--spoiler--
"Darwin'in Kabusu'nda silah ticaretinin varlığını balık ticaretine, balık ticaretinin varlığını da savaşa borçlu olduğunu göstermek istedim. Kendimi gazeteci olarak değil, film yönetmeni olarak görüyorum. Anlattığım yeni bir şey değil. Afrika'da savaş, fuhuş, açlık, AIDS, sokak çocukları gibi sorunlar olduğunu söyleyen ben değilim. Bunları herkes biliyor. "Darwin'in Kâbusu" çağımızın bir röntgeni gibi.
Darwin'in Kâbusu'nda bir balığın başarı öyküsünü tersyüz etmek, dönüştürmek ve bu güçlü hayvan etrafında oluşan kısa ömürlü bolluğu, refahı yeni dünya düzeninin ironik ve dehşet verici alegorisi olarak göstermek istedim. Aynı filmi Sierra Leone'de de yapabilirdim.
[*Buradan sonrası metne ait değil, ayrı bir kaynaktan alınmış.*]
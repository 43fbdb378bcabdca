//! Configuration management with environment variable support.
//!
//! This module provides centralized configuration for lapsecam, supporting:
//! - Environment variables for all configurable values
//! - Sensible defaults matching the original hardcoded behavior
//! - One cached global read on first access
//!
//! # Environment Variables
//!
//! | Variable | Description | Default |
//! |----------|-------------|---------|
//! | `LAPSECAM_WARMUP_FRAMES` | Frames discarded after device open | `10` |
//! | `LAPSECAM_FAILURE_THRESHOLD` | Consecutive read failures before the session aborts | `30` |
//! | `LAPSECAM_POLL_MS` | Polling cadence of the capture loop (ms) | `100` |
//! | `LAPSECAM_JPEG_QUALITY` | JPEG quality for stored frames (1-100) | `85` |
//! | `LAPSECAM_FRAME_DELAY_MS` | Per-frame display duration for GIF export (ms) | `500` |
//! | `LAPSECAM_FPS` | Frame rate for MP4 export | `10` |
//!
//! # Example
//!
//! ```bash
//! # Longer warm-up for a slow-to-settle USB camera
//! export LAPSECAM_WARMUP_FRAMES=25
//!
//! # Snappier GIFs
//! export LAPSECAM_FRAME_DELAY_MS=200
//! ```

use std::env;
use std::sync::OnceLock;

// ============================================================================
// Default Values
// ============================================================================

/// Default number of warm-up frames discarded after device open
/// (lets camera auto-exposure settle before the first scheduled capture)
pub const DEFAULT_WARMUP_FRAMES: u32 = 10;

/// Default number of consecutive failed reads tolerated before the
/// session transitions to Stopped with a device-lost error
pub const DEFAULT_FAILURE_THRESHOLD: u32 = 30;

/// Default polling cadence of the capture loop (milliseconds)
pub const DEFAULT_POLL_MS: u64 = 100;

/// Default JPEG quality for stored frames
pub const DEFAULT_JPEG_QUALITY: u8 = 85;

/// Default per-frame display duration for GIF export (milliseconds)
pub const DEFAULT_FRAME_DELAY_MS: u32 = 500;

/// Default frame rate for MP4 export
pub const DEFAULT_FPS: u32 = 10;

/// Minimum zero-pad width for the elapsed-seconds filename field
pub const MIN_PAD_WIDTH: usize = 3;

// ============================================================================
// Environment Variable Names
// ============================================================================

/// Environment variable for warm-up frame count
pub const ENV_WARMUP_FRAMES: &str = "LAPSECAM_WARMUP_FRAMES";

/// Environment variable for the consecutive-read-failure threshold
pub const ENV_FAILURE_THRESHOLD: &str = "LAPSECAM_FAILURE_THRESHOLD";

/// Environment variable for the capture loop polling cadence
pub const ENV_POLL_MS: &str = "LAPSECAM_POLL_MS";

/// Environment variable for JPEG quality
pub const ENV_JPEG_QUALITY: &str = "LAPSECAM_JPEG_QUALITY";

/// Environment variable for GIF per-frame delay
pub const ENV_FRAME_DELAY_MS: &str = "LAPSECAM_FRAME_DELAY_MS";

/// Environment variable for MP4 frame rate
pub const ENV_FPS: &str = "LAPSECAM_FPS";

// ============================================================================
// Configuration Getters (with caching)
// ============================================================================

static CONFIG: OnceLock<Config> = OnceLock::new();

/// Get the global configuration (initialized from environment on first access)
pub fn get() -> &'static Config {
    CONFIG.get_or_init(Config::from_env)
}

/// Centralized configuration for lapsecam
#[derive(Debug, Clone)]
pub struct Config {
    /// Capture loop settings
    pub capture: CaptureSettings,
    /// Export settings
    pub export: ExportSettings,
}

/// Capture-loop related settings
#[derive(Debug, Clone)]
pub struct CaptureSettings {
    /// Warm-up frames discarded after device open
    pub warmup_frames: u32,
    /// Consecutive read failures tolerated before aborting
    pub failure_threshold: u32,
    /// Polling cadence (milliseconds)
    pub poll_ms: u64,
    /// JPEG quality for stored frames
    pub jpeg_quality: u8,
}

/// Export-related settings
#[derive(Debug, Clone)]
pub struct ExportSettings {
    /// Per-frame display duration for GIF export (milliseconds)
    pub frame_delay_ms: u32,
    /// Frame rate for MP4 export
    pub fps: u32,
}

impl Config {
    /// Create configuration from environment variables, falling back to defaults
    pub fn from_env() -> Self {
        Self {
            capture: CaptureSettings::from_env(),
            export: ExportSettings::from_env(),
        }
    }

    /// Create configuration with all defaults (ignoring environment)
    pub fn defaults() -> Self {
        Self {
            capture: CaptureSettings::defaults(),
            export: ExportSettings::defaults(),
        }
    }
}

impl Default for Config {
    fn default() -> Self {
        Self::from_env()
    }
}

impl CaptureSettings {
    /// Create capture settings from environment variables
    pub fn from_env() -> Self {
        Self {
            warmup_frames: env_parse(ENV_WARMUP_FRAMES, DEFAULT_WARMUP_FRAMES),
            failure_threshold: env_parse(ENV_FAILURE_THRESHOLD, DEFAULT_FAILURE_THRESHOLD),
            poll_ms: env_parse(ENV_POLL_MS, DEFAULT_POLL_MS),
            jpeg_quality: env_parse(ENV_JPEG_QUALITY, DEFAULT_JPEG_QUALITY).clamp(1, 100),
        }
    }

    /// Create capture settings with defaults
    pub fn defaults() -> Self {
        Self {
            warmup_frames: DEFAULT_WARMUP_FRAMES,
            failure_threshold: DEFAULT_FAILURE_THRESHOLD,
            poll_ms: DEFAULT_POLL_MS,
            jpeg_quality: DEFAULT_JPEG_QUALITY,
        }
    }
}

impl ExportSettings {
    /// Create export settings from environment variables
    pub fn from_env() -> Self {
        Self {
            frame_delay_ms: env_parse(ENV_FRAME_DELAY_MS, DEFAULT_FRAME_DELAY_MS),
            fps: env_parse(ENV_FPS, DEFAULT_FPS).max(1),
        }
    }

    /// Create export settings with defaults
    pub fn defaults() -> Self {
        Self {
            frame_delay_ms: DEFAULT_FRAME_DELAY_MS,
            fps: DEFAULT_FPS,
        }
    }
}

// ============================================================================
// Helper Functions
// ============================================================================

/// Parse an environment variable, falling back to a default on absence or
/// parse failure
fn env_parse<T: std::str::FromStr>(name: &str, default: T) -> T {
    env::var(name)
        .ok()
        .and_then(|s| s.parse().ok())
        .unwrap_or(default)
}

/// Get the warm-up frame count (convenience function)
pub fn warmup_frames() -> u32 {
    get().capture.warmup_frames
}

/// Get the read-failure threshold (convenience function)
pub fn failure_threshold() -> u32 {
    get().capture.failure_threshold
}

/// Get the JPEG quality (convenience function)
pub fn jpeg_quality() -> u8 {
    get().capture.jpeg_quality
}
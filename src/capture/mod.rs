pub mod scheduler;
pub mod session;
pub mod source;
pub mod types;

pub use scheduler::IntervalScheduler;
pub use session::{CaptureSession, Clock, ManualClock, SessionHandle, SessionState, WallClock};
#[cfg(feature = "camera")]
pub use source::{list_devices, DeviceCamera};
pub use source::{FrameSource, MockCamera, RawFrame};
pub use types::{
    CaptureConfig, CaptureError, CaptureResult, ReadError, SessionOutcome, SessionSummary,
};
O filmde balığın yerini elmas alırdı. Honduras'ta muz, Irak, Nijerya ya da Angola'da ise ham petrol...
--spoiler--
-gölde balık tutuyordu... suya eğilerek bir timsah onu yakaladı bir bacağını kopardı. kurtarmaya çalıştılar ama o öldü. onu gömdük.
+bu kampta ilaç yok mu?
- ne doktor, ne dispanser...
+hastalıktan kıvranan bunca insan ne yapıyor?
-hastalıktan ölecek durumda olanlar, daha fazla çalışamayacaklarını görünce evlerine dönmek zorunda. çünkü eğer burda hasta hasta kalırsa kimse onlara yardım etmez!. burdan şehre bir ceset taşımak çok pahallı.
+ kendi ayağı ile gitmesi daha iyi?
-henüz hayattayken... bir araca binmek iyi canlı taşıma pahallı değil ama bir kere öldüysen fiyat değişir...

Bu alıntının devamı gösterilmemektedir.